RECORDED INFORMATION section start

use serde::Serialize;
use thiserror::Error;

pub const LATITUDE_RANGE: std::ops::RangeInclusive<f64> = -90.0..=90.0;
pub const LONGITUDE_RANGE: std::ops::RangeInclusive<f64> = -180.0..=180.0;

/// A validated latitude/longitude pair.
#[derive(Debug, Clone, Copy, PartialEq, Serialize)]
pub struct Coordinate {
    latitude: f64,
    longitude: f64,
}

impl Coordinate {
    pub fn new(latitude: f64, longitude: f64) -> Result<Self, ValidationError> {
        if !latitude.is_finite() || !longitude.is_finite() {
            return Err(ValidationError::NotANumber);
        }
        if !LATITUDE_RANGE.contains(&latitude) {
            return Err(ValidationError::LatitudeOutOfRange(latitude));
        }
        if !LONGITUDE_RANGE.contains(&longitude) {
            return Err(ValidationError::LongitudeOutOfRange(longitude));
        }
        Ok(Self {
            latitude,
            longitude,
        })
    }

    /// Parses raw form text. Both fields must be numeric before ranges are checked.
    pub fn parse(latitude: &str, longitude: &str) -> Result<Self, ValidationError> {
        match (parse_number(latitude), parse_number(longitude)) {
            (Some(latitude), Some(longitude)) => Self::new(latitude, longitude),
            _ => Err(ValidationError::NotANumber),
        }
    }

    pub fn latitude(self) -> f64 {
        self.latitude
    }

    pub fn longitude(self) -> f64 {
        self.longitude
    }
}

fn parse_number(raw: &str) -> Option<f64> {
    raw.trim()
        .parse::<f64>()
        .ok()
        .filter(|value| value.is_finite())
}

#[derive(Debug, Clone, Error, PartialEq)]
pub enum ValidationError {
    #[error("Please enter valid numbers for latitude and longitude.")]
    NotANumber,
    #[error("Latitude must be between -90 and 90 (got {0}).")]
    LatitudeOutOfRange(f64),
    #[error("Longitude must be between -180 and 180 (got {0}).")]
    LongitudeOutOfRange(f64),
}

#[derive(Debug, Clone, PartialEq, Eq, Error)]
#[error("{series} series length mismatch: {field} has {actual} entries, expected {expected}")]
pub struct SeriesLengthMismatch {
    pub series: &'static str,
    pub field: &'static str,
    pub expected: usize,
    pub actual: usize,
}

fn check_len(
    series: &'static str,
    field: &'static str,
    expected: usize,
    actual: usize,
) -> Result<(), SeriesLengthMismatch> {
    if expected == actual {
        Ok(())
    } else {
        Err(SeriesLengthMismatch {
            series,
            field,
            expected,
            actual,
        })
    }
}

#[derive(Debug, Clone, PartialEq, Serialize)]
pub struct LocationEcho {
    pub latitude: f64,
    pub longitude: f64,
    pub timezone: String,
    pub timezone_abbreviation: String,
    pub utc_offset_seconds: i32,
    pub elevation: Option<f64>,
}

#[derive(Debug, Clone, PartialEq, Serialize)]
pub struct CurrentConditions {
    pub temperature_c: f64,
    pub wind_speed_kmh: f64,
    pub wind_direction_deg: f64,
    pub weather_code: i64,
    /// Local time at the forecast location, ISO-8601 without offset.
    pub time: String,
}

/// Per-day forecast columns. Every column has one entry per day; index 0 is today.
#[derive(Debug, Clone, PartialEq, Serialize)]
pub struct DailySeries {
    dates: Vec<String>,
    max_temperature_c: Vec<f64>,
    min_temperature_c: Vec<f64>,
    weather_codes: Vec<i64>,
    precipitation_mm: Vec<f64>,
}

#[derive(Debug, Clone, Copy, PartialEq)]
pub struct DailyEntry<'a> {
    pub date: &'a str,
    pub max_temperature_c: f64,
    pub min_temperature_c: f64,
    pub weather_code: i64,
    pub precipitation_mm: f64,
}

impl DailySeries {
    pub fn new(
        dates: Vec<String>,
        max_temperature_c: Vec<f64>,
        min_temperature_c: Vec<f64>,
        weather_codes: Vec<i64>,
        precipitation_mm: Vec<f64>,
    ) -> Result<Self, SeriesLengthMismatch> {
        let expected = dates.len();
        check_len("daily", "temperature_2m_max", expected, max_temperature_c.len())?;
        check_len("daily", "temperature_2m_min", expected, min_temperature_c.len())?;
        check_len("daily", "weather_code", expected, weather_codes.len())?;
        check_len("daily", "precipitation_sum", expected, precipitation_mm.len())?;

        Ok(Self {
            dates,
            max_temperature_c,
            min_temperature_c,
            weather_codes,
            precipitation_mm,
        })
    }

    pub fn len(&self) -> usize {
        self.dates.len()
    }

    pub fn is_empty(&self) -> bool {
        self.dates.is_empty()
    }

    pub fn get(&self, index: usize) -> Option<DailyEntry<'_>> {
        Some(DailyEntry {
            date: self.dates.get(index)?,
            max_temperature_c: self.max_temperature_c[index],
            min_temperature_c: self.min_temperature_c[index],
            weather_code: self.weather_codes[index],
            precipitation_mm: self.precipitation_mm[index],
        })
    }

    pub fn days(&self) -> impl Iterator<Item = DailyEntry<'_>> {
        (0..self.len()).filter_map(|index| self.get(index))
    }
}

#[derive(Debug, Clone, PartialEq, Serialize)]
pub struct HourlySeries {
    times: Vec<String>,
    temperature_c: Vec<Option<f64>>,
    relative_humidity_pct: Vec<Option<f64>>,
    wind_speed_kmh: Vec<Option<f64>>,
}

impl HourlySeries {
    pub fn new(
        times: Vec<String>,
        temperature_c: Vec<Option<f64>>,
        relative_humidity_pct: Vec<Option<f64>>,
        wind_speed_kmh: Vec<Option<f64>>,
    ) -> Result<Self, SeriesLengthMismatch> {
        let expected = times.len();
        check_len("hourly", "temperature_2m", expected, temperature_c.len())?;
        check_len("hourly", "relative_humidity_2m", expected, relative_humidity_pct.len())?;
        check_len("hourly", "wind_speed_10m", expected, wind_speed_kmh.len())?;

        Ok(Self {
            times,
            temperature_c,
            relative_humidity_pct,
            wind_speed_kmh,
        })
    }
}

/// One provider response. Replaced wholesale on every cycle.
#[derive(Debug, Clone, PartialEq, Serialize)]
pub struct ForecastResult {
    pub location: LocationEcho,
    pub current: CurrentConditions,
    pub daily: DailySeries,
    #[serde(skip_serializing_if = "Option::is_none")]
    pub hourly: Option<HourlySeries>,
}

RECORDED INFORMATION section end

— WHAT IS EXPECTED —
Keep only the lines of the listing that contain the word "Option", and copy them.

— PROBLEM SOLUTION —
fn parse_number(raw: &str) -> Option<f64> {
    pub elevation: Option<f64>,
    pub fn get(&self, index: usize) -> Option<DailyEntry<'_>> {
    temperature_c: Vec<Option<f64>>,
    relative_humidity_pct: Vec<Option<f64>>,
    wind_speed_kmh: Vec<Option<f64>>,
        temperature_c: Vec<Option<f64>>,
        relative_humidity_pct: Vec<Option<f64>>,
        wind_speed_kmh: Vec<Option<f64>>,
    #[serde(skip_serializing_if = "Option::is_none")]
    pub hourly: Option<HourlySeries>,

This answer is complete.